Prion diseases are a set of very rare neurodegenerative conditions which show a very high rate of progression and highly heterogeneous phenotypes.
Patients typically die between 6 months and 2 years after onset, which limits the capacity to acquire data and study disease evolution.
Due to that, they are often mistaken for other forms of dementia, showing a high rate of underdiagnosed cases.
Most current machine learning approaches for diagnosing dementia are unsuitable for Prion diseases due to their reliance on consistent brain feature patterns and monotonic behaviour.
This gap inspired my PhD project, where I developed machine learning pipelines for automatic extraction of imaging biomarkers from multi-MRI pulse-sequences, differential diagnosis and prognosis of inherited forms of Prion Disease (IDP) and the sporadic Creutzfeldt-Jakob (sCJD).
Main Projects
A depth-first search approach, combined with a pre-pruned tree structure, is used to identify optimal kernel functions. At each layer of the search tree, a greedy selection algorithm chooses the kernel with the highest score, but the method also allows for the possibility that alternative branches may outperform previous selections in subsequent layers.

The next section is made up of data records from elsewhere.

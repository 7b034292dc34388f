//! Object storage configuration.

use object_store::aws::AmazonS3Builder;
use object_store::ObjectStore;
use serde::{Deserialize, Serialize};
use std::sync::Arc;

use super::error::PublishError;

/// S3-compatible bucket the artifacts are published to.
#[derive(Debug, Clone, Serialize, Deserialize)]
pub struct StorageConfig {
    /// Bucket name. Required.
    #[serde(default)]
    pub bucket: String,

    /// AWS region (defaults to `us-east-1`).
    #[serde(default = "default_region")]
    pub region: String,

    /// Endpoint URL for S3-compatible services (e.g. MinIO).
    #[serde(default)]
    pub endpoint: Option<String>,

    /// Access key ID for static credentials.
    #[serde(default)]
    pub access_key_id: Option<String>,

    /// Secret access key for static credentials.
    #[serde(default)]
    pub secret_access_key: Option<String>,

    /// Allow plain HTTP endpoints.
    #[serde(default)]
    pub allow_http: bool,

    /// Maximum concurrent uploads when publishing a directory.
    #[serde(default = "default_upload_concurrency")]
    pub upload_concurrency: usize,
}

fn default_region() -> String {
    "us-east-1".to_string()
}

fn default_upload_concurrency() -> usize {
    16
}

impl Default for StorageConfig {
    fn default() -> Self {
        Self {
            bucket: String::new(),
            region: default_region(),
            endpoint: None,
            access_key_id: None,
            secret_access_key: None,
            allow_http: false,
            upload_concurrency: default_upload_concurrency(),
        }
    }
}

impl StorageConfig {
    /// Creates a config for `bucket` with default settings.
    pub fn for_bucket(bucket: impl Into<String>) -> Self {
        Self {
            bucket: bucket.into(),
            ..Default::default()
        }
    }

    /// Location prefix reported for published objects.
    pub fn location_base(&self) -> String {
        format!("s3://{}", self.bucket)
    }

    /// Builds the S3 client.
    pub fn build_store(&self) -> Result<Arc<dyn ObjectStore>, PublishError> {
        if self.bucket.trim().is_empty() {
            return Err(PublishError::Connection(
                "storage bucket is not configured".to_string(),
            ));
        }

        let mut builder = AmazonS3Builder::new()
            .with_bucket_name(&self.bucket)
            .with_region(&self.region);

        if let Some(endpoint) = &self.endpoint {
            builder = builder.with_endpoint(endpoint);
            if self.allow_http || endpoint.starts_with("http://") {
                builder = builder.with_allow_http(true);
            }
        }

        if let Some(access_key) = &self.access_key_id {
            builder = builder.with_access_key_id(access_key);
        }

        if let Some(secret_key) = &self.secret_access_key {
            builder = builder.with_secret_access_key(secret_key);
        }

        let store = builder
            .build()
            .map_err(|e| PublishError::Connection(e.to_string()))?;

        Ok(Arc::new(store))
    }
}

Kernel evaluation relies on a newly introduced energy function, which incorporates model accuracy on a validation set as well as a complexity penalty based on the Bayesian Information Criterion (BIC). This framework uses both performance and model simplicity to guide kernel selection.
Details available: Gaussian processes with optimal kernel construction for neuro-degenerative clinical onset prediction
The combination of this heterogeneity with the rarity of Prion disease and consequent restricted data availability challenges the accuracy of existing patient staging models. To address these limitations, a stratification model based on Gaussian Process (GP) models is proposed, enabling reliable disease staging even in the context of small sample sizes.
The approach includes a subject-specific, multi-modal feature extraction strategy to normalise biomarker data across individuals and mitigate the impact of inter-subject variability. Comparative evaluation is performed against alternative feature selection schemes for GP modelling, such as automatic relevance determination (ARD), to highlight the effectiveness of the proposed framework in handling the distinctive challenges posed by Prion disease.
Results (right panel) demonstrated that the model was more effective in identifying subjects at clinical onset (CO), when compared with other approaches.
Details available: lld-workshop.github.io/2017/papers/LLD_2017_paper_43.pdf
Differential diagnosis
Prion diseases are commonly mistaken for other types of dementia, which results in a higher rate of undiagnosed subjects.
We performed differential diagnosis of Prion diseases, including IDP and sCJD, from healthy controls (HC) and young-onset Alzheimer's Disease (YOAD).
The results indicate that 75% of the YOAD subjects have been correctly labelled, showing a probability of 0.61 of being YOAD; whereas the CJD subjects have shown a probability of 0.35 of being wrongly labelled as CJD subjects, with a higher uncertainty in the differentiation of IPD and YOAD.
Biomarkers Modelling and Prognosis
The stratification of the subjects according to the severity of symptoms, or the proximity to the clinical onset stage can be interpreted as the subject's prognosis.
Being able to diagnose CJD at the early stages of the disease would enable the patients to be involved in clinical trials, which is currently challenging, as patients can die in less than 12 months from diagnosis.
Model successfully identifies small changes linked to asymptomatic subjects, and the severe stages of the disease, but struggle to differentiate clinical onset from mild stages of the disease.
Performance is suboptimal due to the lack of data on the CO class, and overall unbalancing of the dataset.